Telling someone to go fuck-off is more of a conditioned response than it is a conversation starter. Yet, the great thing about swearing is it allows us to use fewer words from our vocabulary with less thought.
Sometimes we like to abbreviate our cursing expressions — for example, “Fuck-n-A!” can do the trick nicely in some scenarios. The phrase has such a positive feel that most people have used it. I have even heard the minister in our church use this pearl of profanity after having a killer Sunday and his coffers were overflowing.
However, the problem with our insistence on using profanity is its inexactitude. Profanity is perfect for expressing a quick emotion or two, yet when it comes to the articulation of an intelligent thought or idea, cursing is limited in depth and clarity.

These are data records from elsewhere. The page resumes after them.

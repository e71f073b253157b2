//! Handler for the contact form.

use axum::extract::State;
use axum::http::StatusCode;
use axum::Json;
use serde::Deserialize;
use validator::Validate;

use folio_core::error::CoreError;

use crate::error::{AppError, AppResult};
use crate::state::AppState;

/// Request body for `POST /contact`.
#[derive(Debug, Deserialize, Validate)]
pub struct ContactRequest {
    #[validate(length(min = 1, message = "name must not be empty"))]
    pub name: String,
    #[validate(email(message = "email address is not valid"))]
    pub email: String,
    #[validate(length(min = 1, message = "message must not be empty"))]
    pub message: String,
}

/// POST /contact
///
/// Validates the submission and forwards it to the site owner via the
/// configured mailer. Returns 202 once the message is handed to SMTP.
pub async fn submit(
    State(state): State<AppState>,
    Json(input): Json<ContactRequest>,
) -> AppResult<StatusCode> {
    input
        .validate()
        .map_err(|e| AppError::Core(CoreError::Validation(e.to_string())))?;

    let mailer = state.mailer.as_ref().ok_or(AppError::MailNotConfigured)?;

    mailer
        .send_contact_message(&input.name, &input.email, &input.message)
        .await?;

    Ok(StatusCode::ACCEPTED)
}
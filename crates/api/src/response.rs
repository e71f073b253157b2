//! Shared response envelope types for API handlers.
//!
//! All API responses use a `{ "data": ... }` envelope. Use
//! [`DataResponse`] instead of ad-hoc `serde_json::json!({ "data": ... })`
//! to get compile-time type safety and consistent serialization.

use serde::Serialize;

/// Standard `{ "data": T }` response envelope.
///
/// # Example
///
/// ```ignore
/// Ok(Json(DataResponse { data: entries }))
/// ```
#[derive(Debug, Serialize)]
pub struct DataResponse<T: Serialize> {
    pub data: T,
}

It can be so easy to just say — “Bite me — Asshole!” — when we get upset. Granted — it is a phrase for all occasions. Yet, replacing a curse word with a more appropriate word may take a little thinking before speaking — especially if swearing is your habit.
I know — I know! It can be so difficult to switch — especially when “Kiss my ass!” is right on the tip of your tongue — ready to come flying out of your mouth like a Ninja Throwing Star.

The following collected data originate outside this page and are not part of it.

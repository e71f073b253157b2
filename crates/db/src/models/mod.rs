//! Entity models and DTOs.
//!
//! Each submodule contains:
//! - A `FromRow` + `Serialize` entity struct matching the database row
//! - A `Deserialize` create DTO for inserts
//!
//! Rows in this system are read far more than they are written; update
//! DTOs exist only where an operation actually mutates the row.

pub mod color;
pub mod image;
pub mod logo;
pub mod project;
pub mod session;
pub mod tag;
pub mod typography;
pub mod user;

However, let us give less profanity a try! What do you say? We’re not children anymore, for goodness sake.
When you are a kid, swearing is something you do to make yourself feel like a grown-up. No wonder profanity is so engrained into our everyday speech. Kids are surrounded by adults cussing — then these same grown-ups are telling their children not to swear or they will get in trouble. Confusing for a young mind to comprehend.
I swore anyway — trouble or no trouble I was going to say, “Damn it! & Shit!”, come hell or high water. Although, I never said it too loud if Mom or Dad was in earshot.
My buddies and I would say every cuss word we could think of whether we knew what it meant or not. Later we discovered some of our dirty words were just words we didn’t understand the meaning of — they just sounded nasty.
We thought the word — Pregnant — was a cuss word for a while. Later, we found out pregnant wasn’t a naughty word — however, Child Support was.
As we grow up and mature, one would assume the childish act of swearing to the extreme would fade out of us — not so! This is because profanity-filled conversations become our habit at a young age — changing it can take some work.
My father was a master artist using profanity as he painted his daily conversations with technicolor cuss words. Even though my dad was a well-educated man, with an extensive vocabulary, and an arsenal of other choices he could have used, cursing was in his blood. So, instead of calling someone uneducated, he might replace it with, “You fuckin’ idiot”.
Most of us are guilty of such laziness as we speak and think. I guess it is because swearing can be quite relaxing and enjoyable at times. The problem is that in an argument profanity is our enemy.
People do not take you as seriously or listen to you with respect when you cuss at them. That is why you’ll never hear profanity on a debate floor. A good, sound, and thought-out sentence or two, articulating your thoughts, will always be more effective than a good old “Go Fuck Yourself, Asshole!”
“Although, that phrase is one of my favorites.”
So, experiment for a day, and try paring down your potty-mouth words to a minimum. If you swear habitually, you may find this to be a difficult task. I know it was for me.
Give it a try and if you like speaking with fewer curse words then — Great! If not — Fuck it! Cuss your brains out and have fun doing it.
Peace, Love, and Unconditional Happiness!